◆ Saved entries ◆
•••

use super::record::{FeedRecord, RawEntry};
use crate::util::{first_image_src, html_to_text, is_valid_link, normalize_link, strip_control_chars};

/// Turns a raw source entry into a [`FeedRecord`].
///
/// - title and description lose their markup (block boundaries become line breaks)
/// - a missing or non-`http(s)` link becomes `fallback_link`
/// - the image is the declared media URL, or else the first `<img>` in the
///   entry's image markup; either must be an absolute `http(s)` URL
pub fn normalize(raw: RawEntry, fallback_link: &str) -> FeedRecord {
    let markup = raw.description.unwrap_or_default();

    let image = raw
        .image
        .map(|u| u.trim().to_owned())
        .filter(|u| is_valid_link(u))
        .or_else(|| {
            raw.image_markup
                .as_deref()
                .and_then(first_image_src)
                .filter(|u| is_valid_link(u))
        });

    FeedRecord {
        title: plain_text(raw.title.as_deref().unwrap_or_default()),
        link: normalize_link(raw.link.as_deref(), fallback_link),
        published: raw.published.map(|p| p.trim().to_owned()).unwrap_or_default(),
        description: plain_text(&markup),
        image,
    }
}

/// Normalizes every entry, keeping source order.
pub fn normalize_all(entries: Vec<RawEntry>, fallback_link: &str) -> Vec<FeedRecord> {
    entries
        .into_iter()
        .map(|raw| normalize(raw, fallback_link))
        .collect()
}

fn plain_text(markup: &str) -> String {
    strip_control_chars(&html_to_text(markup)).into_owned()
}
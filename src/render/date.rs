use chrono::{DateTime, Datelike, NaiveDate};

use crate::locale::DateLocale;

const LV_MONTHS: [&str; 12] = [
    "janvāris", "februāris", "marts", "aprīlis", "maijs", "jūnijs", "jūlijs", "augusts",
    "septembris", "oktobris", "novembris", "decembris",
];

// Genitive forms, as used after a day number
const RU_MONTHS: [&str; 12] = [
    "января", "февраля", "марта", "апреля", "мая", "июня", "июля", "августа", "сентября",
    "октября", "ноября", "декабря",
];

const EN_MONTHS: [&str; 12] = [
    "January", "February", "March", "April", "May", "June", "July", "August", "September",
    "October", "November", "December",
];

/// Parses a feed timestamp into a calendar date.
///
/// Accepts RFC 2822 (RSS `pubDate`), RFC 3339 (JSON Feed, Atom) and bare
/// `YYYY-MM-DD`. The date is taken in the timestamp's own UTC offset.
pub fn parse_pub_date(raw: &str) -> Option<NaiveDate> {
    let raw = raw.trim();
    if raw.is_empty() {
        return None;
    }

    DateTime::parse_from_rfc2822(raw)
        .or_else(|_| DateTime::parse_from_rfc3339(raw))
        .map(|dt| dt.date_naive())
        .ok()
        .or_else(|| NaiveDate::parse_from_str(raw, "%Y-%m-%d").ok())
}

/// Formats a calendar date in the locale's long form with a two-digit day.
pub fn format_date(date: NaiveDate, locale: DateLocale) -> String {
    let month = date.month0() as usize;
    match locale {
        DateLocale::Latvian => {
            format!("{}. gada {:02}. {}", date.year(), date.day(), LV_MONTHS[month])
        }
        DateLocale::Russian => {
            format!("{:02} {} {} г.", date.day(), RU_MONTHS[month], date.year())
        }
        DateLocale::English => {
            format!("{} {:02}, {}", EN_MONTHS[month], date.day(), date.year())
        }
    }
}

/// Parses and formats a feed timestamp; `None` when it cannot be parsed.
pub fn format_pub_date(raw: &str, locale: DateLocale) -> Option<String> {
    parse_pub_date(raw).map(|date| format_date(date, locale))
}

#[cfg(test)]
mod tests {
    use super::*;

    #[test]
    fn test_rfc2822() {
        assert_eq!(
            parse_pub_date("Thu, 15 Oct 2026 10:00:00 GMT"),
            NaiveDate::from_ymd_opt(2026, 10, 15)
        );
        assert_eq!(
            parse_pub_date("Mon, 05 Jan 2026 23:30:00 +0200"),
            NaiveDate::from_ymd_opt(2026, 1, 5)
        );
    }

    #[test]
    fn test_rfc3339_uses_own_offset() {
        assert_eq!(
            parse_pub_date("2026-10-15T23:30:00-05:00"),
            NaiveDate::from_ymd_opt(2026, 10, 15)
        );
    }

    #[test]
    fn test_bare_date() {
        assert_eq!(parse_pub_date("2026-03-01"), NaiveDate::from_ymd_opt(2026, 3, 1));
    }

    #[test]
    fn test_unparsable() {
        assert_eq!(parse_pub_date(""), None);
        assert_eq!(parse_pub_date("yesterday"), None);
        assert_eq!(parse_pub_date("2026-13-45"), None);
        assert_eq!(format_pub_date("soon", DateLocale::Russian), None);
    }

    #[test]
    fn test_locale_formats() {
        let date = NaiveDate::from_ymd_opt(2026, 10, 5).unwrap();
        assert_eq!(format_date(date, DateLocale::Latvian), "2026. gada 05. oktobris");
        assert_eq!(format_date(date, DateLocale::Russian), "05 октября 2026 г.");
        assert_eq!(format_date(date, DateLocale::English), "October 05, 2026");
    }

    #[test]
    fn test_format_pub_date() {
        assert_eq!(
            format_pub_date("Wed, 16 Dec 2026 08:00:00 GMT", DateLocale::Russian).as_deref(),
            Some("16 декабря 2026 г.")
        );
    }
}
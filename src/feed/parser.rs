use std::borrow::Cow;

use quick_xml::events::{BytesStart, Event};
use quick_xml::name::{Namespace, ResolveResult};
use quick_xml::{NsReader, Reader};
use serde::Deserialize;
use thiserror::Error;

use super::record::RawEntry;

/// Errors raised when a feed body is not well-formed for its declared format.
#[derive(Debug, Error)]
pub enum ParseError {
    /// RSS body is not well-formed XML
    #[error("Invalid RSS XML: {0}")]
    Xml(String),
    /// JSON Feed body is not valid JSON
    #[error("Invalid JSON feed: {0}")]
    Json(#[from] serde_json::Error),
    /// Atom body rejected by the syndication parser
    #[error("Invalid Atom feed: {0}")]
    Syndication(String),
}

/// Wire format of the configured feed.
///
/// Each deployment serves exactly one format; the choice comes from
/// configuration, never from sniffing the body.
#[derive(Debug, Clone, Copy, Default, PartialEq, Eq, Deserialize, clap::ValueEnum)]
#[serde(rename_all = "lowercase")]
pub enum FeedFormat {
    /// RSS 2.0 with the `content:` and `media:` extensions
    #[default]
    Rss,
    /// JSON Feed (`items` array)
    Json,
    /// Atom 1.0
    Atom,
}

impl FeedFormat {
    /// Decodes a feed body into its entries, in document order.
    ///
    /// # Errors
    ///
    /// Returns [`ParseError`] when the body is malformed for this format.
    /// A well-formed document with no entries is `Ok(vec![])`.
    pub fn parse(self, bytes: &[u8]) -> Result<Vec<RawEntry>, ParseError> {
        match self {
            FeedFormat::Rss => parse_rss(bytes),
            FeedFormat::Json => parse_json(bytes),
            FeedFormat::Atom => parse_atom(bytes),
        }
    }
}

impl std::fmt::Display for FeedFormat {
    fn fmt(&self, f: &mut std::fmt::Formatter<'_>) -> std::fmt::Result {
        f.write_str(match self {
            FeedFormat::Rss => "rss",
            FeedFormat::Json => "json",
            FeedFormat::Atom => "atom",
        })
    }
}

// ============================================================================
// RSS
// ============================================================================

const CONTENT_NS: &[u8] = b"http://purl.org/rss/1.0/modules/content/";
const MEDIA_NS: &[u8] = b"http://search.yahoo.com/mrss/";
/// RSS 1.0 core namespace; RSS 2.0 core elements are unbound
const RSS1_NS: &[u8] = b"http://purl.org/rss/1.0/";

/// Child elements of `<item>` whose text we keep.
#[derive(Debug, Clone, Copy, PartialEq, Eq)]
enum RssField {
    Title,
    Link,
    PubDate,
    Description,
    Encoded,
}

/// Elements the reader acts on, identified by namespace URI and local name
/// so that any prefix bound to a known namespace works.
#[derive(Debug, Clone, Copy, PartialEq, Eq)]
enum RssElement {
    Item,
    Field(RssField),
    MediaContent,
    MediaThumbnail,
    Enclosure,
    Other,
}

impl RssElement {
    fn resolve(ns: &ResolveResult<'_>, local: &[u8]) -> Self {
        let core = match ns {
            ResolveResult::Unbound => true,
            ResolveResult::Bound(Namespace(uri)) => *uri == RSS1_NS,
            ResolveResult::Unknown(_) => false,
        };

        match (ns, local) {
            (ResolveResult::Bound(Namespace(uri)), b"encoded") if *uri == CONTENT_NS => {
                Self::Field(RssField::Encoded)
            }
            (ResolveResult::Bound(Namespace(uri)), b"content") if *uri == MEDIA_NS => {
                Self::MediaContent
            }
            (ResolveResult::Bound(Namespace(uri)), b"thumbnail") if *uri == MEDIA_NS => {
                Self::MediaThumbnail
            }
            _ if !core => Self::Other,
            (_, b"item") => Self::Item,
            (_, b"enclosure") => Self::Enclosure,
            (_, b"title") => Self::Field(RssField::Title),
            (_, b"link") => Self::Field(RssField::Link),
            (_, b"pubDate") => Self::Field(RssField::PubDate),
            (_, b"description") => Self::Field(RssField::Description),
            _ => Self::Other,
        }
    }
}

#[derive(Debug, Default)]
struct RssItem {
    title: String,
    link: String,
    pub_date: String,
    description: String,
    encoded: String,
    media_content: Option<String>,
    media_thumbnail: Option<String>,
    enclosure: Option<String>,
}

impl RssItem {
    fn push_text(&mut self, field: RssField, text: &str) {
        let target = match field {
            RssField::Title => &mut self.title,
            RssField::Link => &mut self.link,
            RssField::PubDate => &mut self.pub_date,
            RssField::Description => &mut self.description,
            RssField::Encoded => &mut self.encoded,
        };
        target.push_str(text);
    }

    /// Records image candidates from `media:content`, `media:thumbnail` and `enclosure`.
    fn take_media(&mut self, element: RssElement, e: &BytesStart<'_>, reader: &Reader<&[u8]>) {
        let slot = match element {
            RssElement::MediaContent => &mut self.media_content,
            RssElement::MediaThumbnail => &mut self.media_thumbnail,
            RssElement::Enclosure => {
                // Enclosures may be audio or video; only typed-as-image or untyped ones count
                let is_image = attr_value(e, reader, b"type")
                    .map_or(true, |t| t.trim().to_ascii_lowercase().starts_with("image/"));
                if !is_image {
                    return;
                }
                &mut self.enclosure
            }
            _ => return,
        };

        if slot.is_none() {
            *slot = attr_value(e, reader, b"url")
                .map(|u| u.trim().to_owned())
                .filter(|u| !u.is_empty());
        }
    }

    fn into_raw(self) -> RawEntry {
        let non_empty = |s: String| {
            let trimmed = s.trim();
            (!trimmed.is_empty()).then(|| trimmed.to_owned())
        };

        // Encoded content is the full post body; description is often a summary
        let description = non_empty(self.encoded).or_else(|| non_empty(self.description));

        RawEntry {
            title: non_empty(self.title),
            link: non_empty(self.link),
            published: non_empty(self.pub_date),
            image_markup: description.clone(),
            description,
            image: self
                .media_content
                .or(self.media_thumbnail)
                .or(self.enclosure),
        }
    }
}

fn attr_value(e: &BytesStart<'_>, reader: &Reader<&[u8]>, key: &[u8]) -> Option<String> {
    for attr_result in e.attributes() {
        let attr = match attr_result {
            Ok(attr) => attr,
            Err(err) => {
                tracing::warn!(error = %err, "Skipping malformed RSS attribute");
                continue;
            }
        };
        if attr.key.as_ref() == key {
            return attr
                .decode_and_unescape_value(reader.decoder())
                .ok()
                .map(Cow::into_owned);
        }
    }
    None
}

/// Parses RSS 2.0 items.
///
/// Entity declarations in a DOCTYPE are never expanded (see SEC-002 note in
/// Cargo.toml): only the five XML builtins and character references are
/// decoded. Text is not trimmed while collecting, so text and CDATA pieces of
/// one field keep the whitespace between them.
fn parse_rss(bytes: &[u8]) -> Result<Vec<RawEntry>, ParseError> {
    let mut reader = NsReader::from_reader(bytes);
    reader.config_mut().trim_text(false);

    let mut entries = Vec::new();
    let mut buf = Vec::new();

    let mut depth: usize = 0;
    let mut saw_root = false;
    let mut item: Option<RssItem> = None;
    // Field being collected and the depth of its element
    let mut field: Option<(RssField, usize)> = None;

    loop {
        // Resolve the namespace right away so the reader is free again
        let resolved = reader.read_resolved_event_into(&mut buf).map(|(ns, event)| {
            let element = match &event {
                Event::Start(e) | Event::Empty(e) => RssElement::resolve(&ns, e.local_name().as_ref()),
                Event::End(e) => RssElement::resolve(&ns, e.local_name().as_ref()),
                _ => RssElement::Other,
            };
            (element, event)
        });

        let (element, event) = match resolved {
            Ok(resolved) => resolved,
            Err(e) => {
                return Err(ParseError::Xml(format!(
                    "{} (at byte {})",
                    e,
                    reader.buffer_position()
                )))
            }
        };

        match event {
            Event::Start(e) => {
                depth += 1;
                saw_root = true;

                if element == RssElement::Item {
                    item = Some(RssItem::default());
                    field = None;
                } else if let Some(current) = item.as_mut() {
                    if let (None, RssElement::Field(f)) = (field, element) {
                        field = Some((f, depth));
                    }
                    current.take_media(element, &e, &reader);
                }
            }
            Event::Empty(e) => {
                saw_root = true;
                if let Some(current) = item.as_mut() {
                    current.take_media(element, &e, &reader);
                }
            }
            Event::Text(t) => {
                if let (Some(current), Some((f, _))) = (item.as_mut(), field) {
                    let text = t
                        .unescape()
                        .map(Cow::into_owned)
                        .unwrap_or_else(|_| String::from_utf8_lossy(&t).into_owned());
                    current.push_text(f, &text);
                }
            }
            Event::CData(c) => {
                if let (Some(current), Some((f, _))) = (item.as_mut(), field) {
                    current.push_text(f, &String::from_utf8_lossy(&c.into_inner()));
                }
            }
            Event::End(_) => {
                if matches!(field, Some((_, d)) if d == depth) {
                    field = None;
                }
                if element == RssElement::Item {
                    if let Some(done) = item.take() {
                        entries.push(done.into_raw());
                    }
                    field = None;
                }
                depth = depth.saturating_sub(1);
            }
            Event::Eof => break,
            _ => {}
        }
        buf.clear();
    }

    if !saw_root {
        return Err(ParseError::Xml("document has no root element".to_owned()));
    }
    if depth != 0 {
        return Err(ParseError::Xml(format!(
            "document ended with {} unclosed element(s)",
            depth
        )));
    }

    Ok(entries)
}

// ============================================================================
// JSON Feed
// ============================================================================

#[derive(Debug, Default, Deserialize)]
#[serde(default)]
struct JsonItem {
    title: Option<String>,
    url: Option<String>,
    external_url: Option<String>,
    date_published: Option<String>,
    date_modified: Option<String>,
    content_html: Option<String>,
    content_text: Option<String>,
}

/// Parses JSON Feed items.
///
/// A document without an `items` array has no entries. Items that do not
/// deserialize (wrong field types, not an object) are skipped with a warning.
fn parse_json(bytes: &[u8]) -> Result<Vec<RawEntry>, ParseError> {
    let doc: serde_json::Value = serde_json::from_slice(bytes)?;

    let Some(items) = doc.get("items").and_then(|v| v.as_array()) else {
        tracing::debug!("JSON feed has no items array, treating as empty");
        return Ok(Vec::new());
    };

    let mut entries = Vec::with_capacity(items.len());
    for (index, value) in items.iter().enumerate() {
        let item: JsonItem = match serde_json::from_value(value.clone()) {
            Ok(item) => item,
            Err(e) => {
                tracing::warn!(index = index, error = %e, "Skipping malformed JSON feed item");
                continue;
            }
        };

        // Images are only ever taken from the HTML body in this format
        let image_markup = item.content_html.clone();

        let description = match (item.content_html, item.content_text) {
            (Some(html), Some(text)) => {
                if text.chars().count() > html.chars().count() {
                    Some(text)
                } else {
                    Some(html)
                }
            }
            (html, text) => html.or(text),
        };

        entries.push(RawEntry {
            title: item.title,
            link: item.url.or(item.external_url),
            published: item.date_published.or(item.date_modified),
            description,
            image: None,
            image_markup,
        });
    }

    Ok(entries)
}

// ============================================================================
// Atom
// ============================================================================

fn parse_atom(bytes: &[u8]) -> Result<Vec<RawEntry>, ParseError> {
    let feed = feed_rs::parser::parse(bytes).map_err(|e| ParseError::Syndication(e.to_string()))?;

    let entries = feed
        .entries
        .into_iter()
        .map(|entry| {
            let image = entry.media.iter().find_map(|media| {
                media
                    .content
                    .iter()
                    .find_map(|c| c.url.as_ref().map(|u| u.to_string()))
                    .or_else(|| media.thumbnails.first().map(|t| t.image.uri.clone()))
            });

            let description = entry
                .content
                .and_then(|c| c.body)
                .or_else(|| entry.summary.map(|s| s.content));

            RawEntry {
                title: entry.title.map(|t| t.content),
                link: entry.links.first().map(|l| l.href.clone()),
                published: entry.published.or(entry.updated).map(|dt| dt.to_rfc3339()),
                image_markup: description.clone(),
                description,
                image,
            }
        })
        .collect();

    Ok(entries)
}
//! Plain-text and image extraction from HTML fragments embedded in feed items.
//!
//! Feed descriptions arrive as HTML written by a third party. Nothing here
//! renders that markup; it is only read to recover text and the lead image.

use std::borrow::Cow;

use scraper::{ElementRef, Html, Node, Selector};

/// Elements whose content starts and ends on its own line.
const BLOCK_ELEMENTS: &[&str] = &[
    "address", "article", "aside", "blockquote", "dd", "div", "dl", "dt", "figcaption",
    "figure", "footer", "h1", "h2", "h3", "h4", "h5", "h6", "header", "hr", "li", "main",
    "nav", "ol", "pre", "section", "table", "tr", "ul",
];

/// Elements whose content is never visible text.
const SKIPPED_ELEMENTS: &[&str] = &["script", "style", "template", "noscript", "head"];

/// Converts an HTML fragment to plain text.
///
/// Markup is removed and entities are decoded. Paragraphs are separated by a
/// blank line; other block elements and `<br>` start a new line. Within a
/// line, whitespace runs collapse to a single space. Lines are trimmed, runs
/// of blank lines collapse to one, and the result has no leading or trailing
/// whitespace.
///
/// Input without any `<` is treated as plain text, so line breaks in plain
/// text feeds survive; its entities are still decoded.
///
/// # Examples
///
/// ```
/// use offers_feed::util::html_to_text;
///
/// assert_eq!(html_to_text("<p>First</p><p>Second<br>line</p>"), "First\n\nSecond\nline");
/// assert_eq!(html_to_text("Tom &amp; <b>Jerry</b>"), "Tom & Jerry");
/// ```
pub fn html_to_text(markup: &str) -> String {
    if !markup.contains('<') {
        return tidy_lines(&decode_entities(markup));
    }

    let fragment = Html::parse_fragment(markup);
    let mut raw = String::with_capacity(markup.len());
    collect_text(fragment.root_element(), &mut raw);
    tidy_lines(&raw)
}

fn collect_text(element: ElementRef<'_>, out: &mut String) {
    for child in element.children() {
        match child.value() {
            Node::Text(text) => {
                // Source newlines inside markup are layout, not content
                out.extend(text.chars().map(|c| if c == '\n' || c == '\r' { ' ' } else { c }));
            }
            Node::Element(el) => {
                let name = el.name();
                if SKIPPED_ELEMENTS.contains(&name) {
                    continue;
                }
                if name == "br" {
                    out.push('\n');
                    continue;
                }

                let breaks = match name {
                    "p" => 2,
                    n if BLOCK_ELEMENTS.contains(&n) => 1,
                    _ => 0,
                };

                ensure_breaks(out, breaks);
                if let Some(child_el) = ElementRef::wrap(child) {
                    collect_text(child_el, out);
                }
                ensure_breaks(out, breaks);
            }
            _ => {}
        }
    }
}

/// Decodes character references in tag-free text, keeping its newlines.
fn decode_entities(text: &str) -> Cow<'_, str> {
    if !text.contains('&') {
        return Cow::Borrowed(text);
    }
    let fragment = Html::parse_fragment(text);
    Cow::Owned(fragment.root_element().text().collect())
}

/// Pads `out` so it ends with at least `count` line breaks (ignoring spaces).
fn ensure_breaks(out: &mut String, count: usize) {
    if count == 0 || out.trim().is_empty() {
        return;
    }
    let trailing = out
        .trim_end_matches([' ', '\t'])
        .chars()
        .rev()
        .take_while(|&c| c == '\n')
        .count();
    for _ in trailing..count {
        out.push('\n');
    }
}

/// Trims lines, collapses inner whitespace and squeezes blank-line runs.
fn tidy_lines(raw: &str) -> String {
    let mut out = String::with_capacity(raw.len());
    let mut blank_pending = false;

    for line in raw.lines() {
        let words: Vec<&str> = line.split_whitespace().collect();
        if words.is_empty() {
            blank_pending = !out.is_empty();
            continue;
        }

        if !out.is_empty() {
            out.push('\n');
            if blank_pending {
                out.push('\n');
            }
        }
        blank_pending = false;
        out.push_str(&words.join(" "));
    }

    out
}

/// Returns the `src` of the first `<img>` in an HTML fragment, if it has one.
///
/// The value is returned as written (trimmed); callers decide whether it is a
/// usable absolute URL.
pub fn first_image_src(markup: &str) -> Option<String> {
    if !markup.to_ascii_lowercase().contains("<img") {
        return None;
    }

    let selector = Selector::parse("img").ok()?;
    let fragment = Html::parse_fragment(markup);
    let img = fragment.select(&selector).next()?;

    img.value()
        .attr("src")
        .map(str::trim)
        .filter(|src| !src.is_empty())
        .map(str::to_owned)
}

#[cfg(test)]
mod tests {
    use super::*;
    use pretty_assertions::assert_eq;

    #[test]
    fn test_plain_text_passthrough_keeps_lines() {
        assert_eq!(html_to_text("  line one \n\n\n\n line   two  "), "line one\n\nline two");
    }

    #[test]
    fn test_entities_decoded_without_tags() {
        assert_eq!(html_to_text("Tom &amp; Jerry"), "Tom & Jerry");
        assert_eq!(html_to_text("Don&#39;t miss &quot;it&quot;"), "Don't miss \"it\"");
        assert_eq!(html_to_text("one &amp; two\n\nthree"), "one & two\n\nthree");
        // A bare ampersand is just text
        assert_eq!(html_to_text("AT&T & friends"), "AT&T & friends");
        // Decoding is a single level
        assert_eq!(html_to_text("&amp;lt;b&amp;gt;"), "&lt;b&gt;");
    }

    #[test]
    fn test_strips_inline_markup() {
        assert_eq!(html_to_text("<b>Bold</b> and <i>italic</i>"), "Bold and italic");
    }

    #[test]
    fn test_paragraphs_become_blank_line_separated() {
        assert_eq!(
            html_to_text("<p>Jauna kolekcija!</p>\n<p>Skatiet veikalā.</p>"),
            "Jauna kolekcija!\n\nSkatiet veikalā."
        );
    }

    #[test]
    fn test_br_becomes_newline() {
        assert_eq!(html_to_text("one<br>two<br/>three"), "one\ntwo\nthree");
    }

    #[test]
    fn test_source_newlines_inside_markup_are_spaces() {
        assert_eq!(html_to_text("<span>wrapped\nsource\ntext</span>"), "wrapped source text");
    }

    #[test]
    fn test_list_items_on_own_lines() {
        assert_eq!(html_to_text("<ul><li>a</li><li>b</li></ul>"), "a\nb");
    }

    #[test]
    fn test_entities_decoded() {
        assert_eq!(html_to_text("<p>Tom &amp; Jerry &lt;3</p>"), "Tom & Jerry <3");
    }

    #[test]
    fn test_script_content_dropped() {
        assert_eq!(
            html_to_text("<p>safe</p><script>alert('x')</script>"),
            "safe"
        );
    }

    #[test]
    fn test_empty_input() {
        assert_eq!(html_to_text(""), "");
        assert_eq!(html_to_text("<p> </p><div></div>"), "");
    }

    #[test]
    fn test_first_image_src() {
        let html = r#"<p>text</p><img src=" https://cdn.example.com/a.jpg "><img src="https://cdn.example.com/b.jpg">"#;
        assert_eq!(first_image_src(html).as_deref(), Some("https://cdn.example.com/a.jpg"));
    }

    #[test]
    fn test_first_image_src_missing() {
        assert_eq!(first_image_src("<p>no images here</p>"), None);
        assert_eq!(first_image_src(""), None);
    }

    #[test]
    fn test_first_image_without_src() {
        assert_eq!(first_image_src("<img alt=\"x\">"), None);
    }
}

•••

All that belongs in the answer is the lines from the start of the entries above through the line containing "- a missing", each given exactly.

use super::record::{FeedRecord, RawEntry};
use crate::util::{first_image_src, html_to_text, is_valid_link, normalize_link, strip_control_chars};

/// Turns a raw source entry into a [`FeedRecord`].
///
/// - title and description lose their markup (block boundaries become line breaks)
/// - a missing or non-`http(s)` link becomes `fallback_link`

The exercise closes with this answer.